## What needs to be done:
Please transcribe the entries below without changing a single character.

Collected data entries
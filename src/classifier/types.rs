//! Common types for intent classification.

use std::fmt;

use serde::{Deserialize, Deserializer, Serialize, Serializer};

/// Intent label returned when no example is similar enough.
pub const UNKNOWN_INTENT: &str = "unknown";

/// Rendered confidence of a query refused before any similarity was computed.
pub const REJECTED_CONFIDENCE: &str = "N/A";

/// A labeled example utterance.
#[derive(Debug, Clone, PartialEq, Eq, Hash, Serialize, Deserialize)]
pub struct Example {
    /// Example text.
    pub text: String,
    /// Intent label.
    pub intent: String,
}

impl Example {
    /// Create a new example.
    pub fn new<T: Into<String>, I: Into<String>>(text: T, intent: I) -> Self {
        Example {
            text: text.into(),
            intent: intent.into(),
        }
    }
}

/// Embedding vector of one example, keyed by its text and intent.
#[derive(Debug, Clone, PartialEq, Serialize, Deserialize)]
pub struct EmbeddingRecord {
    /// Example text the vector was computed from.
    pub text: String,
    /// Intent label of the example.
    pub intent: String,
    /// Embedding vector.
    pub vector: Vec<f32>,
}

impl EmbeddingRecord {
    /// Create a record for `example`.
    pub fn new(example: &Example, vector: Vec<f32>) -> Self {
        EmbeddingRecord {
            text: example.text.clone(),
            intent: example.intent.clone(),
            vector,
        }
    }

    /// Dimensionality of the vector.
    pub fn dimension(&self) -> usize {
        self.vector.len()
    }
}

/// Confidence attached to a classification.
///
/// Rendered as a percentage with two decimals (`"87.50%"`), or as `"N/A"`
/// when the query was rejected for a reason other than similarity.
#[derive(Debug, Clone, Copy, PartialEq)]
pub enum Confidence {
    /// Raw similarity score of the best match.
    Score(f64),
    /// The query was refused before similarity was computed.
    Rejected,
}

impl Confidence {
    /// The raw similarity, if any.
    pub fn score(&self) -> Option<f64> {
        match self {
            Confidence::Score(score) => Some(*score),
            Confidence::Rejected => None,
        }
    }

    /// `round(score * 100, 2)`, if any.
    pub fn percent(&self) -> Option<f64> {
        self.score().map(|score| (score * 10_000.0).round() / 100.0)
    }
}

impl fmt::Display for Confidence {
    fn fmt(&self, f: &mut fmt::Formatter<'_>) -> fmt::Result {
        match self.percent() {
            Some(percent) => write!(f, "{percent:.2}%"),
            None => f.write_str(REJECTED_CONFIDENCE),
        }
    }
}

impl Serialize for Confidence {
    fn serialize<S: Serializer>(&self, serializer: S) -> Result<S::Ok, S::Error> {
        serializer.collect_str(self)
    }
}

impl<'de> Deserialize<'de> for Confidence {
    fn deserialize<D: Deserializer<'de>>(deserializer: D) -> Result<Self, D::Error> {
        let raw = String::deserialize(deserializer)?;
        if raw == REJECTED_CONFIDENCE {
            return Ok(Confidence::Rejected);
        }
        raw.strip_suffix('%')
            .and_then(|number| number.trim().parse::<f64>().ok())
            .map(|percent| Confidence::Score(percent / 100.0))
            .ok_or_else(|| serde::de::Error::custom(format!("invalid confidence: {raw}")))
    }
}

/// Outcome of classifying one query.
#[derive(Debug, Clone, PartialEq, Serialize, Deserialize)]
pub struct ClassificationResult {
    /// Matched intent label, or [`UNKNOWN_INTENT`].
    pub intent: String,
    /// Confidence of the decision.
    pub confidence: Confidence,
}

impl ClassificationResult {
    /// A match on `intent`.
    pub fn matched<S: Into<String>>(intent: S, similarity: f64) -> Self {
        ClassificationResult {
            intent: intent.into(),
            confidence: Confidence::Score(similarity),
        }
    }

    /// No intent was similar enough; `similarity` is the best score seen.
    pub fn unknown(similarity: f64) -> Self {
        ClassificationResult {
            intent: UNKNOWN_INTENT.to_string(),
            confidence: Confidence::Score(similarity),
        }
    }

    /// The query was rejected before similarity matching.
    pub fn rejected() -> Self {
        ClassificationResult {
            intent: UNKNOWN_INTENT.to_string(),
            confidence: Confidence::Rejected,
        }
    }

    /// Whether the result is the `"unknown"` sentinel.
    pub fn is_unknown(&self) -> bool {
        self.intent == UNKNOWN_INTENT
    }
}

## Solution:
filename src/classifier/types.rs
//! Common types for intent classification.

use std::fmt;

use serde::{Deserialize, Deserializer, Serialize, Serializer};

/// Intent label returned when no example is similar enough.
pub const UNKNOWN_INTENT: &str = "unknown";

/// Rendered confidence of a query refused before any similarity was computed.
pub const REJECTED_CONFIDENCE: &str = "N/A";

/// A labeled example utterance.
#[derive(Debug, Clone, PartialEq, Eq, Hash, Serialize, Deserialize)]
pub struct Example {
    /// Example text.
    pub text: String,
    /// Intent label.
    pub intent: String,
}

impl Example {
    /// Create a new example.
    pub fn new<T: Into<String>, I: Into<String>>(text: T, intent: I) -> Self {
        Example {
            text: text.into(),
            intent: intent.into(),
        }
    }
}

/// Embedding vector of one example, keyed by its text and intent.
#[derive(Debug, Clone, PartialEq, Serialize, Deserialize)]
pub struct EmbeddingRecord {
    /// Example text the vector was computed from.
    pub text: String,
    /// Intent label of the example.
    pub intent: String,
    /// Embedding vector.
    pub vector: Vec<f32>,
}

impl EmbeddingRecord {
    /// Create a record for `example`.
    pub fn new(example: &Example, vector: Vec<f32>) -> Self {
        EmbeddingRecord {
            text: example.text.clone(),
            intent: example.intent.clone(),
            vector,
        }
    }

    /// Dimensionality of the vector.
    pub fn dimension(&self) -> usize {
        self.vector.len()
    }
}

/// Confidence attached to a classification.
///
/// Rendered as a percentage with two decimals (`"87.50%"`), or as `"N/A"`
/// when the query was rejected for a reason other than similarity.
#[derive(Debug, Clone, Copy, PartialEq)]
pub enum Confidence {
    /// Raw similarity score of the best match.
    Score(f64),
    /// The query was refused before similarity was computed.
    Rejected,
}

impl Confidence {
    /// The raw similarity, if any.
    pub fn score(&self) -> Option<f64> {
        match self {
            Confidence::Score(score) => Some(*score),
            Confidence::Rejected => None,
        }
    }

    /// `round(score * 100, 2)`, if any.
    pub fn percent(&self) -> Option<f64> {
        self.score().map(|score| (score * 10_000.0).round() / 100.0)
    }
}

impl fmt::Display for Confidence {
    fn fmt(&self, f: &mut fmt::Formatter<'_>) -> fmt::Result {
        match self.percent() {
            Some(percent) => write!(f, "{percent:.2}%"),
            None => f.write_str(REJECTED_CONFIDENCE),
        }
    }
}

impl Serialize for Confidence {
    fn serialize<S: Serializer>(&self, serializer: S) -> Result<S::Ok, S::Error> {
        serializer.collect_str(self)
    }
}

impl<'de> Deserialize<'de> for Confidence {
    fn deserialize<D: Deserializer<'de>>(deserializer: D) -> Result<Self, D::Error> {
        let raw = String::deserialize(deserializer)?;
        if raw == REJECTED_CONFIDENCE {
            return Ok(Confidence::Rejected);
        }
        raw.strip_suffix('%')
            .and_then(|number| number.trim().parse::<f64>().ok())
            .map(|percent| Confidence::Score(percent / 100.0))
            .ok_or_else(|| serde::de::Error::custom(format!("invalid confidence: {raw}")))
    }
}

/// Outcome of classifying one query.
#[derive(Debug, Clone, PartialEq, Serialize, Deserialize)]
pub struct ClassificationResult {
    /// Matched intent label, or [`UNKNOWN_INTENT`].
    pub intent: String,
    /// Confidence of the decision.
    pub confidence: Confidence,
}

impl ClassificationResult {
    /// A match on `intent`.
    pub fn matched<S: Into<String>>(intent: S, similarity: f64) -> Self {
        ClassificationResult {
            intent: intent.into(),
            confidence: Confidence::Score(similarity),
        }
    }

    /// No intent was similar enough; `similarity` is the best score seen.
    pub fn unknown(similarity: f64) -> Self {
        ClassificationResult {
            intent: UNKNOWN_INTENT.to_string(),
            confidence: Confidence::Score(similarity),
        }
    }

    /// The query was rejected before similarity matching.
    pub fn rejected() -> Self {
        ClassificationResult {
            intent: UNKNOWN_INTENT.to_string(),
            confidence: Confidence::Rejected,
        }
    }

    /// Whether the result is the `"unknown"` sentinel.
    pub fn is_unknown(&self) -> bool {
        self.intent == UNKNOWN_INTENT
    }
}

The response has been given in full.